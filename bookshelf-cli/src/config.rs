//! Configuration shared by the subcommands
//!
//! Values come from flags, then the environment, then a `.env` file in the
//! working directory (loaded before argument parsing, never overriding
//! variables already set).

use std::path::PathBuf;

use clap::Args;

/// Load `.env` if present. Returns the file that was loaded.
pub fn load_dotenv() -> Option<PathBuf> {
    dotenvy::dotenv().ok()
}

/// Database connection arguments
#[derive(Args, Debug, Clone, Default)]
pub struct DatabaseArgs {
    /// PostgreSQL connection string (unset = serve without a database)
    #[arg(long, env = "DATABASE_URL", hide_env_values = true)]
    pub database_url: Option<String>,
}

impl DatabaseArgs {
    /// The URL, with blank values treated as unset.
    pub fn url(&self) -> Option<&str> {
        self.database_url
            .as_deref()
            .map(str::trim)
            .filter(|url| !url.is_empty())
    }
}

- **Problem to work on**: Write out every line from the entries where "self" appears.

- **Final answer**:
    pub fn url(&self) -> Option<&str> {
        self.database_url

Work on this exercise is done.